Dataset entries
===============

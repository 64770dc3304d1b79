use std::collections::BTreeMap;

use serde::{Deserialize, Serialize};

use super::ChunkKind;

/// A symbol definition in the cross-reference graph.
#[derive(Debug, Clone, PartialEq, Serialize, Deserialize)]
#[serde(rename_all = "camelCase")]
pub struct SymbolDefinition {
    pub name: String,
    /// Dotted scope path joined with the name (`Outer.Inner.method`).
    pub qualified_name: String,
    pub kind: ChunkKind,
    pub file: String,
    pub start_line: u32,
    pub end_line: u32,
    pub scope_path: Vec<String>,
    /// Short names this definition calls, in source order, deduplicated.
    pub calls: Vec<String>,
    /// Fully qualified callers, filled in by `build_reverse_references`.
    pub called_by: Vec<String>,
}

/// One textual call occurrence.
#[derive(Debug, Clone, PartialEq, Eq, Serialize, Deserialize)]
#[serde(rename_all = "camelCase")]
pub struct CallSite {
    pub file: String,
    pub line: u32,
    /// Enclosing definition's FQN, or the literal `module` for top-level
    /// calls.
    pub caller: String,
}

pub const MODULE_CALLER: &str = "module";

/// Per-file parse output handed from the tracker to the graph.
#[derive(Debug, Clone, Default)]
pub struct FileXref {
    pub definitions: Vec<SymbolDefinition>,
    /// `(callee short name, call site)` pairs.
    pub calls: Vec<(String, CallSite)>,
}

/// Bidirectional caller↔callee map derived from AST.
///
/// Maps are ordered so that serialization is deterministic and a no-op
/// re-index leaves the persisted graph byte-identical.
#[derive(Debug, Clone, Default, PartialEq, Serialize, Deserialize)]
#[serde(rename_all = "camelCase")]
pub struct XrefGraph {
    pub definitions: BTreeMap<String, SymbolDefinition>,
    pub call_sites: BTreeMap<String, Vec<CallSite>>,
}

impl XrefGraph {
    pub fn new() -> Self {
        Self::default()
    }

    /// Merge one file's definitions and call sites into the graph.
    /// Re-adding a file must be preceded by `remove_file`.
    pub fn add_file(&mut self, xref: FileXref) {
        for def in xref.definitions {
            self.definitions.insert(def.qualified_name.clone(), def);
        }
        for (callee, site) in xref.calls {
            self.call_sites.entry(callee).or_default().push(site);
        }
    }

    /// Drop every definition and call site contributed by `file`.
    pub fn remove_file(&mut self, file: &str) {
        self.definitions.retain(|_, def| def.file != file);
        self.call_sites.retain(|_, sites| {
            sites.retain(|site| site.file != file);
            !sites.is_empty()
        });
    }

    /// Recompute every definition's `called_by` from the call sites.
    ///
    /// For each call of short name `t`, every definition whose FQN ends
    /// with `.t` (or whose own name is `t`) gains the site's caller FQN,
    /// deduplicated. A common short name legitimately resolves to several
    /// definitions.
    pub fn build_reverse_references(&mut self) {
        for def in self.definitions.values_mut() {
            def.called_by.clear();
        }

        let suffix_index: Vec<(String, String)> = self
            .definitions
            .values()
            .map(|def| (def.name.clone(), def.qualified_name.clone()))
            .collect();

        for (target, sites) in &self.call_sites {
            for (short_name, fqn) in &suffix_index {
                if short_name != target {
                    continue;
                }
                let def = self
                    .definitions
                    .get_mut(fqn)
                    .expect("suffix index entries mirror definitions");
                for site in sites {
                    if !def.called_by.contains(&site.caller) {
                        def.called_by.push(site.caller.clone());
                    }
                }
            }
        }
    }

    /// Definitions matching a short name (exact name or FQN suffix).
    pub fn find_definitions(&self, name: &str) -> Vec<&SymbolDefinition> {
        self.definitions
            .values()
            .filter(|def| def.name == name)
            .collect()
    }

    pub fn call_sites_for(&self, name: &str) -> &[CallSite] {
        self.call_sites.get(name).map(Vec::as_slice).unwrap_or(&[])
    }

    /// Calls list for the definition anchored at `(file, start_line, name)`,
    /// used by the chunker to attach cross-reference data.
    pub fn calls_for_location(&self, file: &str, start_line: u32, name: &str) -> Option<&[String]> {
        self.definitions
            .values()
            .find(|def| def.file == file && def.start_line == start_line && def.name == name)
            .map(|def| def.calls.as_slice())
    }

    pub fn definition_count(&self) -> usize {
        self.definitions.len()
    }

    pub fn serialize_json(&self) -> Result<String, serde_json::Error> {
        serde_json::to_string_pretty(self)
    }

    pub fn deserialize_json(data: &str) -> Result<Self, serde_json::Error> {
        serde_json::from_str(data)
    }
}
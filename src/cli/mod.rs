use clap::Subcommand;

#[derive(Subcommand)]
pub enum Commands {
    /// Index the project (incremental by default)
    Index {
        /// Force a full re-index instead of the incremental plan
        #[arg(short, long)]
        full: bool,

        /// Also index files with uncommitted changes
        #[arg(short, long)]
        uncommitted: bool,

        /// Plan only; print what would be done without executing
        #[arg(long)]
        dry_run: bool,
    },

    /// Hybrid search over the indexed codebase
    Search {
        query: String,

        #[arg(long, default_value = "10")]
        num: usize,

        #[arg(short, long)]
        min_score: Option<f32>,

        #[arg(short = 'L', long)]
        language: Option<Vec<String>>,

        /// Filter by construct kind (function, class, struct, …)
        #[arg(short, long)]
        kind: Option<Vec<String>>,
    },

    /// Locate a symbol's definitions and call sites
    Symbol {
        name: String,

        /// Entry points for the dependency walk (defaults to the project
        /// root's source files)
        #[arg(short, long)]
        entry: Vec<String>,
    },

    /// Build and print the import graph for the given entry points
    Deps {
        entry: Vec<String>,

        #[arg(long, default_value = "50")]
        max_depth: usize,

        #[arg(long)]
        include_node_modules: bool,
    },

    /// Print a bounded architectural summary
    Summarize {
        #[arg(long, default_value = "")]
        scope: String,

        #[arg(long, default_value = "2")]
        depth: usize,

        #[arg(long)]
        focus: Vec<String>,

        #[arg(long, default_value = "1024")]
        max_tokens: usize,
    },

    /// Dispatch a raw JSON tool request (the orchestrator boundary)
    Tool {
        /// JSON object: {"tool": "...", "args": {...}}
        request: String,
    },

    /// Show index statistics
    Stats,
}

===============

**Problem to work on:** Find the lines above that contain "FileXref" and report their number, without comment.

**Result of the exercise:** 2